WHAT IS BEING ASKED: Keyword search on "derive": report each line of the records that contains it.

|---|

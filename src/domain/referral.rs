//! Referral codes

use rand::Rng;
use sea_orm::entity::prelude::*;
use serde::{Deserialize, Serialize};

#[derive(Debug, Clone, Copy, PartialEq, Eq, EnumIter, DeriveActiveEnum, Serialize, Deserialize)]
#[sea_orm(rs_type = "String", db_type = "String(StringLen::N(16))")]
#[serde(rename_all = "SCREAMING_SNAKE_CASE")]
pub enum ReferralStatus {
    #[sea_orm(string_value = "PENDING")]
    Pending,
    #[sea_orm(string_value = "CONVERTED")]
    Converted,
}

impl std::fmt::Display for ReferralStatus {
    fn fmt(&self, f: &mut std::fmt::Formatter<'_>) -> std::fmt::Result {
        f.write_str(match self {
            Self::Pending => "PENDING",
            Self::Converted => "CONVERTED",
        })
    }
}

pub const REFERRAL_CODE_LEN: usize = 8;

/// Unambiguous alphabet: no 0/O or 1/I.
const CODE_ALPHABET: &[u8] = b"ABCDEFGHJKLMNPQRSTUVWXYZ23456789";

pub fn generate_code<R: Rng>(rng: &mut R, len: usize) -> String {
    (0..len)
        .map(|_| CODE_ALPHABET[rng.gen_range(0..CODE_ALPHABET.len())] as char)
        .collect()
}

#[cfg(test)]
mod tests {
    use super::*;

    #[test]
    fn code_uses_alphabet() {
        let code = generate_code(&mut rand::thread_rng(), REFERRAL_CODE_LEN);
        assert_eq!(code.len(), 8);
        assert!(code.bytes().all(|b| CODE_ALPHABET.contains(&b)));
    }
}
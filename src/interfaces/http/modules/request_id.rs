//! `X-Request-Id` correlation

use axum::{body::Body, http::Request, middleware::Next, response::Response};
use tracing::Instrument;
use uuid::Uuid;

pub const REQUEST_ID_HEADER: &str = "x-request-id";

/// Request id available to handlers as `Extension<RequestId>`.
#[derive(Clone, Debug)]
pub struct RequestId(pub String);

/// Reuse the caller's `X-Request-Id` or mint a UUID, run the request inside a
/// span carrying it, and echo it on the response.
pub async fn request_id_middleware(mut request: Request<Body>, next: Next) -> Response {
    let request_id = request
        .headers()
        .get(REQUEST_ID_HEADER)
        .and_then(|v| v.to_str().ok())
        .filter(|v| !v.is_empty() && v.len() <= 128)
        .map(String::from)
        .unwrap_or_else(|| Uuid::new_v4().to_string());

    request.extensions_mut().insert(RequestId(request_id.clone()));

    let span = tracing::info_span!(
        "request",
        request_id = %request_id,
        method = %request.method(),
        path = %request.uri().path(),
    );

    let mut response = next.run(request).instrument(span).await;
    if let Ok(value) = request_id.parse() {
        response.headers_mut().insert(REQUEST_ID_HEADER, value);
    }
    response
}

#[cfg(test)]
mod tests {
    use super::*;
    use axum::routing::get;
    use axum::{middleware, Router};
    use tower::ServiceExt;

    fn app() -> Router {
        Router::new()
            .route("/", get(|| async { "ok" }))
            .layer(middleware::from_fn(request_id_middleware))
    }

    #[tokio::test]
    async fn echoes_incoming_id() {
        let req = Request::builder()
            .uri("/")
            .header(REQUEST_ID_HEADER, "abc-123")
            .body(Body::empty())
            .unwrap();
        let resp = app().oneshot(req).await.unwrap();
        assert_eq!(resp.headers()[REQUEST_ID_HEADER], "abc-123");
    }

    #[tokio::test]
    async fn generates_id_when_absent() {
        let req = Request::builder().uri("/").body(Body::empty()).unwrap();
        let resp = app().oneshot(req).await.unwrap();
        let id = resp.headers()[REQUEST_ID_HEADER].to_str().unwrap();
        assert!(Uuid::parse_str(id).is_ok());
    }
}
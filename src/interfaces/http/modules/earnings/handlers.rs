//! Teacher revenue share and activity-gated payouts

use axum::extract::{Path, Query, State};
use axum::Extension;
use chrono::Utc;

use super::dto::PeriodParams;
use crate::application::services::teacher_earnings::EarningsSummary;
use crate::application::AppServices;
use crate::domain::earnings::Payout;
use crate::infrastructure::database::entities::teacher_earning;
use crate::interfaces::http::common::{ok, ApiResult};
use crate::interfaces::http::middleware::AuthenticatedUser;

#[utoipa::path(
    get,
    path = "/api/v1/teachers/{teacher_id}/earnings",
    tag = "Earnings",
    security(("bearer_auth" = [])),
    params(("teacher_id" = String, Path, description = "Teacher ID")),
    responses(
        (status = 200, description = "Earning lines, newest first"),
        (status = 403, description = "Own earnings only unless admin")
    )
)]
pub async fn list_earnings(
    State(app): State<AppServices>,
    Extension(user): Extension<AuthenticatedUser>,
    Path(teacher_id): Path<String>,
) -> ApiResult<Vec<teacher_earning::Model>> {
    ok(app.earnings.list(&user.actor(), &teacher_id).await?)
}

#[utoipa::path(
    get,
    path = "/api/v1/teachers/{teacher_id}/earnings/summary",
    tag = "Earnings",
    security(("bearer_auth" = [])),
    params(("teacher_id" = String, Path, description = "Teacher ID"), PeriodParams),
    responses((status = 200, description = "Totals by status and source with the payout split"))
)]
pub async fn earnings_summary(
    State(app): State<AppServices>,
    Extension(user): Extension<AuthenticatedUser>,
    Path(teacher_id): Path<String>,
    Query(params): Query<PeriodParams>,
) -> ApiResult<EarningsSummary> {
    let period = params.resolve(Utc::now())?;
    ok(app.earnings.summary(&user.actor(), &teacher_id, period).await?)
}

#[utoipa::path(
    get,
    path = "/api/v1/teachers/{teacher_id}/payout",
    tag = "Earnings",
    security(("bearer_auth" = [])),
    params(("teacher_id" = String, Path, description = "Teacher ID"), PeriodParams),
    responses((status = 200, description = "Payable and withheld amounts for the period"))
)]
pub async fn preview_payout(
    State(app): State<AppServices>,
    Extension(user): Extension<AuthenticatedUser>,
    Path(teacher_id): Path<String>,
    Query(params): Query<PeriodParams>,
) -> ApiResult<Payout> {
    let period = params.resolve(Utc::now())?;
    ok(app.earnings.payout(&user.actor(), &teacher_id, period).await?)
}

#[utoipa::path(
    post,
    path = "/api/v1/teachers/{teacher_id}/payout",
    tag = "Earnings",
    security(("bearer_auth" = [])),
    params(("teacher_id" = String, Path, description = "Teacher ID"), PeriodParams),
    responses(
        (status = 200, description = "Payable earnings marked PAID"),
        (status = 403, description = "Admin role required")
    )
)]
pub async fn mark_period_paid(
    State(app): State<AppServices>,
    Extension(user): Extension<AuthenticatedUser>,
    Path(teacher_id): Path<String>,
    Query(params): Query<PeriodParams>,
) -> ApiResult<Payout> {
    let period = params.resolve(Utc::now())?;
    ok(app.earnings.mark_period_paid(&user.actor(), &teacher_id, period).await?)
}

|---|

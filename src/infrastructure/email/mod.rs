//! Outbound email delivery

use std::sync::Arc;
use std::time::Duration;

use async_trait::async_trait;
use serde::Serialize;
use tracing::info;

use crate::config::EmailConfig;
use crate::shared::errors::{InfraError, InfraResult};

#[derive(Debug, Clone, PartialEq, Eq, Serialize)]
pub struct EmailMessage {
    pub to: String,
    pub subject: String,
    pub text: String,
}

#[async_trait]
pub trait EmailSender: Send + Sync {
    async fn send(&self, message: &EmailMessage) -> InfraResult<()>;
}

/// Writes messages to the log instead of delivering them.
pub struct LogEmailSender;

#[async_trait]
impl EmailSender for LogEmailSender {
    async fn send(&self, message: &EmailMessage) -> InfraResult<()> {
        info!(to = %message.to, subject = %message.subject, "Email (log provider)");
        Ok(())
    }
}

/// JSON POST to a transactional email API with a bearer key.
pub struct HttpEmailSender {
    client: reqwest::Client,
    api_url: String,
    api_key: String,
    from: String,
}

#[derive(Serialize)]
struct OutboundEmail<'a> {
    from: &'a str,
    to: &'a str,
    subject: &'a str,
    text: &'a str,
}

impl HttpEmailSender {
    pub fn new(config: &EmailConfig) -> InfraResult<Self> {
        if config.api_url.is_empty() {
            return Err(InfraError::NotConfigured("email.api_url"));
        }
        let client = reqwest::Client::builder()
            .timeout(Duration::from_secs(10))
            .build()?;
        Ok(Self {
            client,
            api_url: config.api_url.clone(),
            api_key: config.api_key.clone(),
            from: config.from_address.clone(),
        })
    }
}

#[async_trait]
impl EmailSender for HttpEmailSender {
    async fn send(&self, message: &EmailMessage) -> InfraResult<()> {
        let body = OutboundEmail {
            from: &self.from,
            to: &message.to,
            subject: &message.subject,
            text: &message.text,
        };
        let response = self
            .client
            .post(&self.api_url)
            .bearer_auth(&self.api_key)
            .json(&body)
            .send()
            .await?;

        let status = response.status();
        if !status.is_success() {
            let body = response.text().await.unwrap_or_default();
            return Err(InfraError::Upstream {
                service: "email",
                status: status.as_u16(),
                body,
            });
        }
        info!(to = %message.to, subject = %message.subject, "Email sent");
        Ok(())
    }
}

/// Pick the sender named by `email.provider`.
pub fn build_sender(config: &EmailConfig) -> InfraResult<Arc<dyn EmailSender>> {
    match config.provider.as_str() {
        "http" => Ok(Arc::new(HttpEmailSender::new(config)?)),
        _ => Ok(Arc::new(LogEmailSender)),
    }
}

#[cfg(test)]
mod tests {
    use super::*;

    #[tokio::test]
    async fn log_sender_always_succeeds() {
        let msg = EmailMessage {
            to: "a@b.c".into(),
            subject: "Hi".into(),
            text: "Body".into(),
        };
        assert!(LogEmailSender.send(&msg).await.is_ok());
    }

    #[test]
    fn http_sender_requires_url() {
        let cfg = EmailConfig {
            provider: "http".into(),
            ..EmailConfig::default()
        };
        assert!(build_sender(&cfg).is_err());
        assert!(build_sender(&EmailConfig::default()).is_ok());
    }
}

|---|

PROBLEM SOLUTION:
#[derive(Debug, Clone, Copy, PartialEq, Eq, EnumIter, DeriveActiveEnum, Serialize, Deserialize)]
#[derive(Clone, Debug)]
#[derive(Debug, Clone, PartialEq, Eq, Serialize)]
#[derive(Serialize)]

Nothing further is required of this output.